Adam Kissel | April 25, 2022

More discrimination at Oklahoma universities

Adam Kissel

On April 21, I filed two civil rights complaints with the U.S. Department of Education’s Office for Civil Rights (OCR). One is a Title VI complaint regarding racial and ethnic discrimination at the University of Oklahoma, and the other is a Title IX complaint regarding discrimination on the basis of sex at Oklahoma State University.

First, the Title VI violation came to my attention via a tweet from Mark Ousley. He provided an electronic flyer that was created by OU’s Jeannine Rainbolt College of Education and was allegedly sent to high school students by Norman Public Schools. The flyer offers “a taste of college life by spending a week on the OU-Norman campus” at the education college.

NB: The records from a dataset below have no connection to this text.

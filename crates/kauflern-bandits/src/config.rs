//! Einstellbare Parameter des Angebots-Agenten.
//!
//! Jedes Feld hat einen Default; ein leeres JSON-Objekt ist eine gültige
//! Konfiguration.

use crate::error::{BanditError, Result};
use crate::reward::RewardRates;
use crate::scorer::{default_rules, HeuristicRule};
use kauflern_core::HIGH_VALUE_THRESHOLD;
use serde::{Deserialize, Serialize};

#[derive(Debug, Clone, PartialEq, Serialize, Deserialize)]
#[serde(default)]
pub struct AgentConfig {
    /// Explorationsrate ε vor der ersten Belohnung.
    pub initial_exploration_rate: f64,
    /// Faktor, mit dem ε bei jeder Belohnung abklingt.
    pub exploration_decay: f64,
    /// Untergrenze für ε.
    pub min_exploration_rate: f64,
    /// Glättungsfaktor λ der Belohnungsschätzung.
    pub learning_rate: f64,
    /// Grundscore jedes Angebots vor den Heuristiken.
    pub base_score: f64,
    /// Gewicht der gelernten Schätzung im Score.
    pub reward_weight: f64,
    /// Umsatzgrenze (exklusiv), ab der ein Kunde als hochwertig gilt.
    pub high_value_threshold: f64,
    pub rules: Vec<HeuristicRule>,
    pub reward_rates: RewardRates,
}

impl Default for AgentConfig {
    fn default() -> Self {
        Self {
            initial_exploration_rate: 0.10,
            exploration_decay: 0.995,
            min_exploration_rate: 0.01,
            learning_rate: 0.15,
            base_score: 0.5,
            reward_weight: 0.3,
            high_value_threshold: HIGH_VALUE_THRESHOLD,
            rules: default_rules(),
            reward_rates: RewardRates::default(),
        }
    }
}

impl AgentConfig {
    pub fn validate(&self) -> Result<()> {
        unit_interval("initial_exploration_rate", self.initial_exploration_rate)?;
        unit_interval("min_exploration_rate", self.min_exploration_rate)?;
        unit_interval("learning_rate", self.learning_rate)?;
        if !(self.exploration_decay > 0.0 && self.exploration_decay <= 1.0) {
            return Err(invalid(format!(
                "exploration_decay must be in (0, 1], got {}",
                self.exploration_decay
            )));
        }
        if self.min_exploration_rate > self.initial_exploration_rate {
            return Err(invalid(format!(
                "min_exploration_rate ({}) exceeds initial_exploration_rate ({})",
                self.min_exploration_rate, self.initial_exploration_rate
            )));
        }
        for (name, value) in [
            ("base_score", self.base_score),
            ("reward_weight", self.reward_weight),
            ("high_value_threshold", self.high_value_threshold),
        ] {
            if !value.is_finite() {
                return Err(invalid(format!("{name} must be finite, got {value}")));
            }
        }
        if let Some(rule) = self.rules.iter().find(|r| !r.bonus.is_finite()) {
            return Err(invalid(format!(
                "rule bonus for {} must be finite, got {}",
                rule.kind, rule.bonus
            )));
        }
        self.reward_rates.validate()
    }
}

fn unit_interval(name: &str, value: f64) -> Result<()> {
    if (0.0..=1.0).contains(&value) {
        Ok(())
    } else {
        Err(invalid(format!("{name} must be in [0, 1], got {value}")))
    }
}

fn invalid(msg: String) -> BanditError {
    BanditError::InvalidConfig(msg)
}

The problem is that the program is limited to students who are “Black, Latino/a/x, Indigenous or Native American, or [from a] historically marginalized and/or underrepresented group.” If you’re a non-Hispanic white American and cannot find some other way to show that people like you have been “marginalized and/or underrepresented,” you’re not eligible due to your race and ethnicity.

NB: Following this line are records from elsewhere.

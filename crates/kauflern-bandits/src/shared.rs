//! Threadsicherer Zugriff auf einen [`OfferAgent`].
//!
//! Ein einziger Mutex schützt Belohnungstabelle, Explorationsrate,
//! Präferenzen und Score-Log gemeinsam; Entscheidung und Feedback
//! verschränken sich nie. Innerhalb von [`SharedAgent::with`] keine I/O.

use crate::error::Result;
use crate::OfferAgent;
use kauflern_core::{Decision, Offer, Policy, UserContext};
use parking_lot::Mutex;
use rand::rngs::StdRng;
use rand::Rng;
use serde_json::Value;
use std::sync::Arc;
use time::OffsetDateTime;

#[derive(Debug)]
pub struct SharedAgent<R = StdRng> {
    inner: Arc<Mutex<OfferAgent<R>>>,
}

impl<R> Clone for SharedAgent<R> {
    fn clone(&self) -> Self {
        Self {
            inner: Arc::clone(&self.inner),
        }
    }
}

impl<R: Rng> SharedAgent<R> {
    pub fn new(agent: OfferAgent<R>) -> Self {
        Self {
            inner: Arc::new(Mutex::new(agent)),
        }
    }

    pub fn decide(&self, user_id: &str, offers: &[Offer], ctx: &UserContext) -> Result<Decision> {
        let now = OffsetDateTime::now_utc();
        self.inner.lock().decide_at(user_id, offers, ctx, now)
    }

    pub fn choose_offer(&self, user_id: &str, offers: &[Offer], ctx: &UserContext) -> Result<Offer> {
        self.decide(user_id, offers, ctx).map(|d| d.offer)
    }

    pub fn update_offer_performance(&self, user_id: &str, offer_id: &str, reward: f64) -> Result<f64> {
        self.inner
            .lock()
            .update_offer_performance(user_id, offer_id, reward)
    }

    pub fn exploration_rate(&self) -> f64 {
        self.inner.lock().exploration_rate()
    }

    pub fn reward_estimate(&self, user_id: &str, offer_id: &str) -> Option<f64> {
        self.inner.lock().reward_estimate(user_id, offer_id)
    }

    pub fn personalization_score(&self, user_id: &str, offer_id: &str) -> Option<f64> {
        self.inner.lock().personalization_score(user_id, offer_id)
    }

    pub fn snapshot(&self) -> Value {
        self.inner.lock().snapshot()
    }

    pub fn load(&self, snapshot: Value) -> Result<()> {
        self.inner.lock().load(snapshot)
    }

    /// Führt `f` unter dem Lock aus.
    pub fn with<T>(&self, f: impl FnOnce(&OfferAgent<R>) -> T) -> T {
        f(&self.inner.lock())
    }
}
use thiserror::Error;

#[derive(Debug, Error)]
pub enum BanditError {
    #[error("Snapshot deserialization failed: {0}")]
    Snapshot(#[from] serde_json::Error),
    #[error("No candidate offers to choose from")]
    EmptyCatalog,
    #[error("Reward must be a finite number, got {0}")]
    NonFiniteReward(f64),
    #[error("Invalid config: {0}")]
    InvalidConfig(String),
}

pub type Result<T> = std::result::Result<T, BanditError>;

The program exists to “address the critical shortage of educators from diverse racial and ethnic backgrounds in the state of Oklahoma and across the country,” which is an impermissible reason for such discrimination. Discriminatory racial classifications must meet a very high bar, such as redressing actual discrimination at the same institution in the recent past. Perhaps OU is willing to say that it has discriminated against all those races and ethnicities until recently, but this seems unlikely.

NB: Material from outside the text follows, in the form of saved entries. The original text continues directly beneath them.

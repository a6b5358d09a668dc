//! Kerntypen und das [`Policy`]-Trait für die Angebotsauswahl.
//!
//! `kauflern-core` kennt nur Daten: den Angebotskatalog, den Kundenkontext einer
//! Anfrage und den daraus abgeleiteten Feature-Snapshot. Die eigentliche
//! Lernlogik lebt in `kauflern-bandits`.

pub mod context;
pub mod features;
pub mod offer;

pub use context::{HistoryAction, Timestamp, UserContext};
pub use features::{CustomerFeatures, FeatureExtractor, HIGH_VALUE_THRESHOLD, NO_PURCHASE_SENTINEL};
pub use offer::{default_catalog, Offer, OfferKind};

use serde::{Deserialize, Serialize};
use serde_json::Value;

/// Ob eine Entscheidung zufällig (ε) oder über den Scorer getroffen wurde.
#[derive(Debug,Clone,Copy,PartialEq,Eq,Serialize,Deserialize)]
#[serde(rename_all = "lowercase")]
pub enum DecisionMode { Explore, Exploit }

/// Zustellkanal für das gewählte Angebot.
#[derive(Debug,Clone,Copy,PartialEq,Eq,Hash,Serialize,Deserialize)]
#[serde(rename_all = "lowercase")]
pub enum Channel { Email, Sms, Push }

#[derive(Debug,Serialize,Deserialize,Clone)]
pub struct Decision {
    pub offer: Offer,
    pub mode: DecisionMode,
    /// Nur bei `Exploit` gesetzt: der Score des gewählten Angebots in `[0, 1]`.
    #[serde(skip_serializing_if = "Option::is_none")]
    pub score: Option<f64>,
    pub channel: Channel,
    pub factors: Vec<String>,
    pub features: CustomerFeatures,
}

/// Eine lernende Angebots-Policy.
///
/// `decide` und `feedback` entsprechen den beiden Operationen, die ein
/// Service-Layer pro Anfrage aufruft; `snapshot`/`load` erlauben es, den
/// gelernten Zustand zwischen Prozessläufen zu sichern.
pub trait Policy {
    type Error;

    fn decide(&mut self, user_id: &str, offers: &[Offer], ctx: &UserContext) -> Result<Decision, Self::Error>;
    fn feedback(&mut self, user_id: &str, offer_id: &str, reward: f64) -> Result<(), Self::Error>;
    fn snapshot(&self) -> Value;
    fn load(&mut self, snapshot: Value) -> Result<(), Self::Error>;
}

Additionally, presuming it is true that Norman Public Schools promoted this discriminatory program to high school students, this act also violates Title VI. Promoting a discriminatory program is itself discrimination, as OCR interprets civil rights laws. Accordingly, my civil rights complaint names both OU and Norman Public Schools.

Second, Oklahoma State University has just run a story on its STEM summer camps, which look great except for the problem that one of the camps is just “for girls.”

I tried asking OSU officials if boys were allowed at the Engineering Discovery for Girls Camp anyway, since sometimes a girl-oriented program is merely geared towards girls (using whatever stereotypes may or may not be true) but is actually open to all. I couldn’t get a straight answer.

One official wrote me, “Our intent is to increase the number of girls interested in engineering.” I appreciate the fast reply, but it didn’t answer the question. Besides, increasing the number of girls interested in engineering is an impermissible reason for discrimination on the basis of sex. Maybe OSU is willing to say that it has discriminated against women in STEM until recently, but this seems unlikely.

OSU could save face by claiming that although this camp has been open to boys all along, it had made the error of not effectively communicating nondiscrimination (which itself is a violation). Any reasonable boy would look at the camp “for girls” and understand that he is not going to be treated equally—unless OSU makes an explicit statement reassuring boys that OSU won’t discriminate in this program. The best way to do that is to change the name. “Especially for Girls” might pass muster, for example.

Universities in Oklahoma continue to flout civil rights by running discriminatory programs or advertising discriminatory scholarships. Violators risk losing many millions of dollars a year in federal funding. It’s time for universities’ general counsels to have some new conversations about compliance.

Adam Kissel


Adam Kissel is a former Deputy Assistant Secretary for Higher Education Programs in the Office of Postsecondary Education at the U.S. Department of Education. He previously served as vice president of programs for the Foundation for Individual Rights in Education, directing the program that defended the fundamental rights of students and faculty members across the country. He holds degrees from Harvard University and the University of Chicago.